Вероятно, когда-нибудь увидит свет его откровенное, смелое и полное горечи частное письмо к Деникину. В этом письме, отдавая должное уважение горячим патриотическим чувствам и военным доблестям Деникина, Врангель с мужественным негодованием говорит о тех генералах, которые безрассудное стремление услыхать как можно скорее малиновый перезвон московских колоколов поставили выше совокупных целей всех белых армий, а свои частные помещичьи интересы и расчеты карьеры предпочли великой задаче победы над большевизмом.

Армия отступила и заперлась на Крымском полуострове. Общий голос уже называл Врангеля главнокомандующим. Ожидался военный переворот. Но Врангель уехал в Константинополь. Вот несколько слов по этому поводу из частного письма Врангеля к одному весьма ему близкому лицу: «С одной стороны, я не хотел, чтобы кто-нибудь смел смотреть на меня как на возможного узурпатора власти, с другой стороны, я не желал быть предлогом раздоров в армии. Я уехал в Константинополь, осудив себя на бездействие. Но я знаю моих орлов и поэтому знаю и твердо уверен, что великое русское дело освобождения родины далеко не потеряно…»

Согласитесь, что в этих подлинных и вовсе не рассчитанных на опубликование словах сквозит настоящее великодушие. Признаем и то, что со стороны Деникина было великодушием формально передать власть Врангелю.

Есть скромность, которая говорит о внутренней силе гораздо убедительнее всяких дерзких фраз.

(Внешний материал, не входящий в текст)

//! Drives the ordered phases of a run: the compound content flow, the
//! simple content flow, then file and directory renames.
//!
//! A phase that fails is recorded against its name and the next phase still
//! runs. An interrupt is the only error that stops the sequence.

use crate::context::RunContext;
use crate::error::RebrandError;
use crate::interrupt;
use crate::patterns::{
    Flow, FLOWS, PREFLIGHT_PATTERNS, RENAME_PHASE_NAME, RENAME_PHASE_TITLE, RENAME_STEPS,
};
use crate::rename::{self, RenameKind};
use crate::replace;
use comfy_table::{Cell, Color, Table};
use serde::{Deserialize, Serialize};
use tracing::info;

/// One unit of the run
#[derive(Debug, Clone, Copy)]
pub enum Phase {
    Content(&'static Flow),
    Renames,
}

impl Phase {
    pub fn name(&self) -> &'static str {
        match self {
            Self::Content(flow) => flow.name,
            Self::Renames => RENAME_PHASE_NAME,
        }
    }
}

/// The phases in execution order.
pub fn phases() -> Vec<Phase> {
    FLOWS
        .iter()
        .map(Phase::Content)
        .chain(std::iter::once(Phase::Renames))
        .collect()
}

#[derive(Debug, Clone, PartialEq, Eq, Serialize, Deserialize)]
pub struct PhaseOutcome {
    pub name: String,
    pub completed: bool,
    #[serde(skip_serializing_if = "Option::is_none")]
    pub error: Option<String>,
}

/// Run every tier of a content flow in order.
pub fn run_flow(ctx: &mut RunContext, flow: &Flow) -> Result<(), RebrandError> {
    ctx.console().banner(flow.title);

    for tier in flow.tiers {
        interrupt::checkpoint()?;
        ctx.console().step(tier.name);
        for entry in tier.entries {
            replace::batch_replace(ctx, entry.old, entry.new, entry.description)?;
        }
    }

    Ok(())
}

/// Run the four rename steps: files then directories, compound then simple.
pub fn run_renames(ctx: &mut RunContext) -> Result<(), RebrandError> {
    ctx.console().banner(RENAME_PHASE_TITLE);

    for step in RENAME_STEPS {
        match step.kind {
            RenameKind::File => rename::rename_files(ctx, step.old, step.new, step.description)?,
            RenameKind::Dir => {
                rename::rename_directories(ctx, step.old, step.new, step.description)?;
            },
        }
    }

    Ok(())
}

pub fn run_phases(ctx: &mut RunContext) -> Result<Vec<PhaseOutcome>, RebrandError> {
    let mut outcomes = Vec::new();

    for phase in phases() {
        interrupt::checkpoint()?;
        info!(phase = phase.name(), "starting phase");

        let result = match phase {
            Phase::Content(flow) => run_flow(ctx, flow),
            Phase::Renames => run_renames(ctx),
        };

        match result {
            Ok(()) => outcomes.push(PhaseOutcome {
                name: phase.name().to_string(),
                completed: true,
                error: None,
            }),
            Err(err) if err.is_interrupt() => return Err(err),
            Err(err) => {
                let message = format!("{} failed: {err}", phase.name());
                ctx.log_error(phase.name(), &message);
                outcomes.push(PhaseOutcome {
                    name: phase.name().to_string(),
                    completed: false,
                    error: Some(err.to_string()),
                });
            },
        }
    }

    Ok(outcomes)
}

#[derive(Debug, Clone, PartialEq, Eq, Serialize, Deserialize)]
pub struct PatternCount {
    pub pattern: String,
    pub files: usize,
}

/// How many eligible files contain each legacy form before anything changes
#[derive(Debug, Clone, PartialEq, Eq, Serialize, Deserialize)]
pub struct Preflight {
    pub counts: Vec<PatternCount>,
    pub total: usize,
}

impl Preflight {
    /// Nothing left to rebrand
    pub fn is_empty(&self) -> bool {
        self.total == 0
    }

    pub fn render_table(&self, use_color: bool) -> String {
        let mut table = Table::new();
        if use_color {
            table.enforce_styling();
            table.set_header(vec![
                Cell::new("Pattern").fg(Color::Cyan),
                Cell::new("Files").fg(Color::Cyan),
            ]);
        } else {
            table.set_header(vec!["Pattern", "Files"]);
        }

        for count in &self.counts {
            table.add_row(vec![format!("'{}'", count.pattern), count.files.to_string()]);
        }
        table.add_row(vec!["Total".to_string(), self.total.to_string()]);

        table.to_string()
    }
}

/// Count files containing each legacy form. A file matching several forms
/// is counted once per form.
pub fn preflight(ctx: &RunContext) -> Result<Preflight, RebrandError> {
    let mut counts = Vec::new();
    for pattern in PREFLIGHT_PATTERNS {
        interrupt::checkpoint()?;
        let files = replace::find_files(ctx, pattern)?.len();
        counts.push(PatternCount {
            pattern: (*pattern).to_string(),
            files,
        });
    }

    let total = counts.iter().map(|c| c.files).sum();
    Ok(Preflight { counts, total })
}

#[cfg(test)]
mod tests {
    use super::*;
    use crate::classifier::Exclusions;
    use crate::console::Console;
    use crate::context::RunOptions;
    use std::fs;
    use std::path::Path;
    use tempfile::TempDir;

    fn context(root: &Path) -> RunContext {
        let options = RunOptions {
            use_git: false,
            ..RunOptions::default()
        };
        RunContext::new(root, Exclusions::default(), options, Console::silent())
    }

    #[test]
    fn test_phase_order() {
        let names: Vec<_> = phases().iter().map(Phase::name).collect();
        assert_eq!(
            names,
            vec![
                "Flow 1 (qwen-code → foragen-cli)",
                "Flow 2 (qwen → fora)",
                "Phase 3 (File renames)",
            ]
        );
    }

    #[test]
    fn test_preflight_counts_per_pattern() {
        let temp_dir = TempDir::new().unwrap();
        let root = temp_dir.path();
        fs::write(root.join("a.md"), "qwen-code and Qwen").unwrap();
        fs::write(root.join("b.md"), "QWEN_DIR").unwrap();
        fs::write(root.join("CHANGELOG.md"), "qwen").unwrap();

        let report = preflight(&context(root)).unwrap();
        let counts: Vec<_> = report.counts.iter().map(|c| c.files).collect();
        assert_eq!(counts, vec![1, 1, 1, 1]);
        assert_eq!(report.total, 4);
        assert!(!report.is_empty());

        let table = report.render_table(false);
        assert!(table.contains("'qwen-code'"));
        assert!(table.contains("Total"));
    }

    #[test]
    fn test_preflight_clean_tree_is_empty() {
        let temp_dir = TempDir::new().unwrap();
        fs::write(temp_dir.path().join("a.md"), "foragen-cli").unwrap();

        assert!(preflight(&context(temp_dir.path())).unwrap().is_empty());
    }

    #[test]
    fn test_failed_phases_are_recorded_and_sequence_continues() {
        let temp_dir = TempDir::new().unwrap();
        let mut ctx = context(&temp_dir.path().join("missing"));

        let outcomes = run_phases(&mut ctx).unwrap();
        assert_eq!(outcomes.len(), 3);
        assert!(outcomes.iter().all(|o| !o.completed));
        assert_eq!(ctx.stats.errors.len(), 3);
        assert!(ctx.stats.errors[0]
            .starts_with("Flow 1 (qwen-code → foragen-cli): Flow 1 (qwen-code → foragen-cli) failed"));
    }

    #[test]
    fn test_run_phases_rebrands_tree() {
        let temp_dir = TempDir::new().unwrap();
        let root = temp_dir.path();
        fs::create_dir_all(root.join("packages/qwen-code/src")).unwrap();
        fs::write(
            root.join("packages/qwen-code/src/qwenClient.ts"),
            "import { QwenLogger } from '@qwen-code/qwen-code-core';\n",
        )
        .unwrap();

        let mut ctx = context(root);
        let outcomes = run_phases(&mut ctx).unwrap();

        assert!(outcomes.iter().all(|o| o.completed));
        let path = root.join("packages/foragen-cli/src/foraClient.ts");
        assert_eq!(
            fs::read_to_string(path).unwrap(),
            "import { ForaLogger } from '@jeffreysblake/foragen-cli-core';\n"
        );
        assert_eq!(ctx.stats.files_renamed, 1);
        assert_eq!(ctx.stats.dirs_renamed, 1);
    }
}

Врангель пишет дальше: «Если судьбе не угодно будет предназначить меня для спасения России, то найдется другой, третий, десятый человек, а Россия все-таки будет спасена, будет сильна и здорова…»

Едва только пронеслись первые вести о вступлении Врангеля в главное командование, как неведомо откуда, из темных источников злобы и клеветы, появилась сначала в германских, а потом и в некоторых двоедушных русских газетах следующая, наспех сформулированная врангелевская ориентация: «Вся власть — царю, вся земля — крестьянам, союз с Германией».

Последний пункт явно придуман в расчете сыграть на иностранной фамилии полководца. Но Врангели, дравшиеся в рядах русской армии чуть ли не со времен Петра Великого, давно уже те распрорусские (пушкинское словцо), какими были Даль, Гааз и Фонвизин.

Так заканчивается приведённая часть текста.